◆ **ASSIGNED TASK**
Locate each line in the records containing "interface". Copy it.

Top of THE INPUT

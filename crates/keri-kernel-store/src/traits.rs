//! Store trait: the abstract interface for append-only log persistence.
//!
//! The kernel is storage-agnostic. Implementations include SQLite (primary)
//! and in-memory (for tests). Both hold canonical event bytes keyed by log
//! and sequence number; validation happens above this layer.

use std::fmt;

use async_trait::async_trait;
use bytes::Bytes;
use serde::{Deserialize, Serialize};

use keri_kernel_core::{
    Credential, KeyEvent, KeyEventLog, Prefix, Registry, RegistryId, Said, TelEvent,
    TransactionEventLog,
};

use crate::error::{Result, StoreError};

/// Which kind of log an event belongs to.
#[derive(Debug, Clone, Copy, PartialEq, Eq, Hash, PartialOrd, Ord, Serialize, Deserialize)]
#[serde(rename_all = "lowercase")]
pub enum LogKind {
    Kel,
    Tel,
}

impl LogKind {
    pub fn as_str(&self) -> &'static str {
        match self {
            LogKind::Kel => "kel",
            LogKind::Tel => "tel",
        }
    }

    pub fn parse(s: &str) -> Option<Self> {
        match s {
            "kel" => Some(LogKind::Kel),
            "tel" => Some(LogKind::Tel),
            _ => None,
        }
    }
}

/// A log: an identifier's KEL or a registry's TEL.
#[derive(Debug, Clone, PartialEq, Eq, Hash, PartialOrd, Ord, Serialize, Deserialize)]
pub struct LogId {
    pub kind: LogKind,
    pub id: Said,
}

impl LogId {
    pub fn kel(prefix: &Prefix) -> Self {
        Self {
            kind: LogKind::Kel,
            id: prefix.clone(),
        }
    }

    pub fn tel(registry: &RegistryId) -> Self {
        Self {
            kind: LogKind::Tel,
            id: registry.clone(),
        }
    }
}

impl fmt::Display for LogId {
    fn fmt(&self, f: &mut fmt::Formatter<'_>) -> fmt::Result {
        write!(f, "{}:{}", self.kind.as_str(), self.id)
    }
}

/// An event as persisted: its position and canonical body bytes.
#[derive(Debug, Clone, PartialEq, Eq)]
pub struct StoredEvent {
    pub log: LogId,
    pub sn: u64,
    pub said: Said,
    /// Canonical JSON body.
    pub raw: Bytes,
}

impl StoredEvent {
    pub fn from_key_event(event: &KeyEvent) -> Result<Self> {
        Ok(Self {
            log: LogId::kel(event.prefix()),
            sn: event.sn(),
            said: event.said().clone(),
            raw: Bytes::from(event.canonical_bytes()?),
        })
    }

    pub fn from_tel_event(event: &TelEvent) -> Result<Self> {
        Ok(Self {
            log: LogId::tel(event.registry_id()),
            sn: event.sn(),
            said: event.said().clone(),
            raw: Bytes::from(event.canonical_bytes()?),
        })
    }

    pub fn to_key_event(&self) -> Result<KeyEvent> {
        Ok(KeyEvent::from_json(&self.raw)?)
    }

    pub fn to_tel_event(&self) -> Result<TelEvent> {
        let value = serde_json::from_slice(&self.raw)
            .map_err(|e| StoreError::Serialization(e.to_string()))?;
        Ok(TelEvent::from_value(value)?)
    }
}

/// Result of appending an event.
#[derive(Debug, Clone, PartialEq, Eq)]
pub enum InsertResult {
    /// Event was appended.
    Inserted,
    /// The same event is already at this position (idempotent - not an error).
    AlreadyExists,
    /// A different event occupies this position.
    Conflict {
        /// SAID of the event already stored at this position.
        existing: Said,
    },
    /// The log head is not where the caller expected it.
    StaleHead {
        /// Sequence number the log would accept next.
        next_sn: u64,
        /// SAID of the current head, if any.
        head: Option<Said>,
    },
}

/// Evidence of a fork: an event that was refused because another event
/// already holds its position.
#[derive(Debug, Clone, PartialEq, Eq)]
pub struct Fork {
    pub log: LogId,
    pub sn: u64,
    /// SAID of the refused event.
    pub said: Said,
    /// Canonical bytes of the refused event.
    pub raw: Bytes,
    /// When the fork was detected (Unix ms).
    pub detected_at: i64,
}

/// A stored credential body, keyed by its SAID.
#[derive(Debug, Clone, PartialEq, Eq)]
pub struct StoredCredential {
    pub said: Said,
    pub issuer: Prefix,
    pub registry: Option<RegistryId>,
    pub raw: Bytes,
}

impl StoredCredential {
    pub fn from_credential(credential: &Credential) -> Result<Self> {
        Ok(Self {
            said: credential.said.clone(),
            issuer: credential.issuer.clone(),
            registry: credential.registry.clone(),
            raw: Bytes::from(credential.canonical_bytes()?),
        })
    }

    pub fn to_credential(&self) -> Result<Credential> {
        let value = serde_json::from_slice(&self.raw)
            .map_err(|e| StoreError::Serialization(e.to_string()))?;
        Ok(Credential::from_value(value)?)
    }
}

/// The Store trait: async interface for log persistence.
///
/// All methods are async to support both sync (SQLite) and async backends.
/// For SQLite, we use `spawn_blocking` internally to avoid blocking the runtime.
///
/// # Design Notes
///
/// - **Append-only**: events are never updated or deleted.
/// - **Idempotent appends**: appending the same event twice returns `AlreadyExists`.
/// - **Conflict detection**: a different event at an occupied position returns
///   `Conflict` with the stored SAID.
/// - **Head precondition**: `append_event` only succeeds at the next sequence
///   number and, for `sn > 0`, only when `expected_prior` names the head.
#[async_trait]
pub trait Store: Send + Sync {
    // ─────────────────────────────────────────────────────────────────────────
    // Event Operations
    // ─────────────────────────────────────────────────────────────────────────

    /// Append an event to its log.
    ///
    /// # Returns
    /// - `Inserted` if the event was new and extended the head.
    /// - `AlreadyExists` if the exact same event is already stored.
    /// - `Conflict` if a different event holds `(log, sn)`.
    /// - `StaleHead` if `sn` is not the next position or the head SAID is not
    ///   `expected_prior`.
    async fn append_event(
        &self,
        event: &StoredEvent,
        expected_prior: Option<&Said>,
    ) -> Result<InsertResult>;

    /// Get an event by its SAID.
    async fn get_event(&self, said: &Said) -> Result<Option<StoredEvent>>;

    /// Get the event at a position in a log.
    async fn get_event_at(&self, log: &LogId, sn: u64) -> Result<Option<StoredEvent>>;

    /// Get every event of a log, ordered by sn.
    async fn get_log(&self, log: &LogId) -> Result<Vec<StoredEvent>>;

    /// Get the last event of a log.
    async fn get_log_head(&self, log: &LogId) -> Result<Option<StoredEvent>>;

    /// List all logs, optionally filtered by kind.
    async fn list_logs(&self, kind: Option<LogKind>) -> Result<Vec<LogId>>;

    // ─────────────────────────────────────────────────────────────────────────
    // Fork Operations
    // ─────────────────────────────────────────────────────────────────────────

    /// Record evidence of a fork. Recording the same evidence twice is a no-op.
    async fn record_fork(&self, event: &StoredEvent) -> Result<()>;

    /// Get all fork evidence for a log.
    async fn get_forks(&self, log: &LogId) -> Result<Vec<Fork>>;

    // ─────────────────────────────────────────────────────────────────────────
    // Registry Operations
    // ─────────────────────────────────────────────────────────────────────────

    /// Record a registry. Idempotent.
    async fn put_registry(&self, registry: &Registry) -> Result<()>;

    /// Get a registry by id.
    async fn get_registry(&self, id: &RegistryId) -> Result<Option<Registry>>;

    /// List registries, optionally filtered by issuer.
    async fn list_registries(&self, issuer: Option<&Prefix>) -> Result<Vec<Registry>>;

    // ─────────────────────────────────────────────────────────────────────────
    // Credential Operations
    // ─────────────────────────────────────────────────────────────────────────

    /// Store a credential body. Idempotent.
    async fn put_credential(&self, credential: &StoredCredential) -> Result<()>;

    /// Get a credential body by SAID.
    async fn get_credential(&self, said: &Said) -> Result<Option<StoredCredential>>;
}

/// Extension trait for common store patterns.
pub trait StoreExt: Store {
    /// Load and replay an identifier's KEL.
    fn load_kel(
        &self,
        prefix: &Prefix,
    ) -> impl std::future::Future<Output = Result<KeyEventLog>> + Send;

    /// Load and replay a registry's TEL.
    fn load_tel(
        &self,
        registry: &RegistryId,
    ) -> impl std::future::Future<Output = Result<TransactionEventLog>> + Send;
}

impl<S: Store + ?Sized> StoreExt for S {
    async fn load_kel(&self, prefix: &Prefix) -> Result<KeyEventLog> {
        let log = LogId::kel(prefix);
        let events = self
            .get_log(&log)
            .await?
            .iter()
            .map(StoredEvent::to_key_event)
            .collect::<Result<Vec<_>>>()?;
        KeyEventLog::replay(events).map_err(|source| StoreError::Replay {
            log: log.to_string(),
            source,
        })
    }

    async fn load_tel(&self, registry: &RegistryId) -> Result<TransactionEventLog> {
        let log = LogId::tel(registry);
        let events = self
            .get_log(&log)
            .await?
            .iter()
            .map(StoredEvent::to_tel_event)
            .collect::<Result<Vec<_>>>()?;
        TransactionEventLog::replay(events).map_err(|source| StoreError::Replay {
            log: log.to_string(),
            source,
        })
    }
}

/// Decide an append against the current head and the event at `sn`.
///
/// Shared by every backend so they agree on the outcome.
pub(crate) fn decide_append(
    event: &StoredEvent,
    expected_prior: Option<&Said>,
    at_position: Option<&Said>,
    head: Option<(u64, &Said)>,
) -> Option<InsertResult> {
    if let Some(existing) = at_position {
        return Some(if *existing == event.said {
            InsertResult::AlreadyExists
        } else {
            InsertResult::Conflict {
                existing: existing.clone(),
            }
        });
    }

    let next_sn = head.map(|(sn, _)| sn + 1).unwrap_or(0);
    let head_said = head.map(|(_, said)| said);
    if event.sn != next_sn || expected_prior != head_said {
        return Some(InsertResult::StaleHead {
            next_sn,
            head: head_said.cloned(),
        });
    }
    None
}

/// Get current time in milliseconds.
pub(crate) fn now_millis() -> i64 {
    use std::time::{SystemTime, UNIX_EPOCH};
    SystemTime::now()
        .duration_since(UNIX_EPOCH)
        .map(|d| d.as_millis() as i64)
        .unwrap_or(0)
}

Bottom of THE INPUT

◆ **SOLVED PROBLEM**
//! Store trait: the abstract interface for append-only log persistence.
/// The Store trait: async interface for log persistence.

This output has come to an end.